A primeira dica de “Come Ahead”, próximo trabalho dos ingleses do Primal Scream (sai daqui dois meses), veio em julho com a dançante “Love Insurrection”. Meses depois, mais uma pista, mas em outra direção. Agora veio a densa “Deep Dark Water”, com sua letra sobre nossos tempos sombrios, inspirada na obra do filósofo italiano Franco ‘Bifo’ Berardi, um dos maiores críticos contemporâneos do neoliberalismo e seus efeitos destruidores para diversos campos da vida, da política até o psicológico. Bobby Gillespie, que considera Berardi um de seus heróis pessoais, completa: “É um alerta da história. Aqueles que não aprendem com ela estão condenados a repeti-la”. 

Prepare seu fone para o intenso grave de “Crystal Breath”, novo single do que será o primeiro álbum solo de Kim Deal, “Nobody Loves You More”, a ser lançado em novembro. A faixa dá um banho criativo em tudo o que o Pixies fez sem ela, talvez contando um pouco do qual era o tamanho da baixista na banda – Kim é a produtora do álbum e tem como engenheiro de som para ele o já saudoso Steve Albini, em um de seus últimos trabalhos. Assumir um protagonismo que sempre foi seu talvez esteja simbolizado até na capa do disco: é a primeira vez que ela posa para uma. E, se você é um jovem leitor deste site, saiba que a Olivia Rodrigo acha a Kim Deal a pessoa mais legal da face da terra. E é mesmo.

Ano passado, comentamos por aqui que a pós-punk Thus Love poderia ser fácil sua nova banda predileta. Estávamos empolgados com “Memorial”, álbum de estreia do trio. Agora em forma de quarteto, eles continuam a nos deixar muito sorridentes. “On the Floor” é mais um single de “All Pleasure”, álbum novo programado para o começo de novembro. Falando sobre o quanto é fácil se deixar levar por formas de opressão, “On the Floor”, de acordo com a própria banda, é como uma ponte entre a sonoridade dos dois discos. Se ainda não caiu de amores pelo Thus Love, comece por aqui.  

Gente, que saudade do War on Drugs. Tão muito sumidinhos… Mas apareceram agora na trilha da série “Bad Monkey”, da Apple TV+, que é toda feita de versões de músicas do Tom Petty.
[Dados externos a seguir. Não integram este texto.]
mod offset_vec;
mod ref_id;

pub use offset_vec::*;
pub use ref_id::*;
Ajuda legal a aplacar a saudade, fora que a conexão dos caras com a obra de Petty é bem forte – poderiam fazer mais e mais destas, hein?  
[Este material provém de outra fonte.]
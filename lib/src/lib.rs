//! Verify JVM methods that use `jsr`/`ret` subroutines, and inline those subroutines away
//!
//! The [`jvm`] module has the class file model, the type-inferencing verifier (which understands
//! subroutines the way old JVMs did), and the subroutine inliner. The [`rewrite`] module strings
//! these together to rewrite whole class files.

pub mod jvm;
pub mod rewrite;
pub mod util;
//! Read, verify, and rewrite JVM classes
//!
//! ### Example
//!
//! Consider an old-style `try`/`finally` compiled with `jsr`/`ret`:
//!
//! ```java,ignore,no_run
//! static int f(int x) {
//!     try {
//!         return x;
//!     } finally {
//!         x = 0;
//!     }
//! }
//! ```
//!
//! Verifying such a method and rewriting it so it no longer uses subroutines can be done as
//! follows:
//!
//! ```no_run
//! use unjsr::jvm::class_file::ClassFile;
//! use unjsr::jvm::verifier::{TypeInferencingVerifier, VerifiableMethod};
//! use unjsr::jvm::inliner::inline_subroutines;
//! use unjsr::jvm::*;
//!
//! # fn rewrite_class() -> Result<(), Error> {
//! let mut class = ClassFile::from_path("Old.class")?;
//! for index in 0..class.methods.len() {
//!     let method = &class.methods[index];
//!     let code = match method.code(&class.constants)? {
//!         Some(code) => code,
//!         None => continue,
//!     };
//!     let verifiable = VerifiableMethod::new(&class, method, &code)?;
//!     let verified = TypeInferencingVerifier::verify(&verifiable)?;
//!     if verified.has_subroutines() {
//!         let rewritten = inline_subroutines(&verified, &code, &class.constants)?;
//!         class.methods[index].replace_code(&rewritten, &mut class.constants)?;
//!     }
//! }
//! class.save_to_path("Old.class", false)?;
//! # Ok(())
//! # }
//! ```

mod access_flags;
mod binary_format;
pub mod class_file;
pub mod code;
mod descriptors;
mod errors;
pub mod inliner;
mod names;
pub mod verifier;

pub use access_flags::*;
pub use binary_format::*;
pub use descriptors::*;
pub use errors::*;
pub use names::*;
Provavelmente você conhece o músico americano Adrien Younge de seu projeto “Jazz Is Dead”, selo que se reparte em muitas frentes, mas é mais identificado pelos seus discos ao lado de mestres do gênero: incluindo muitos brasileiros, como João Donato, Marcos Valle e Azymuth. Essa paixão explícita pelo Brasil está exposta em “Esperando por Você”, que fará parte de um disco chamado “Linear Labs: São Paulo”. Repare nos vocais e encontre: Céu, Antonio Pinto, Luiza Lian e Manu Julian. Coisa fina.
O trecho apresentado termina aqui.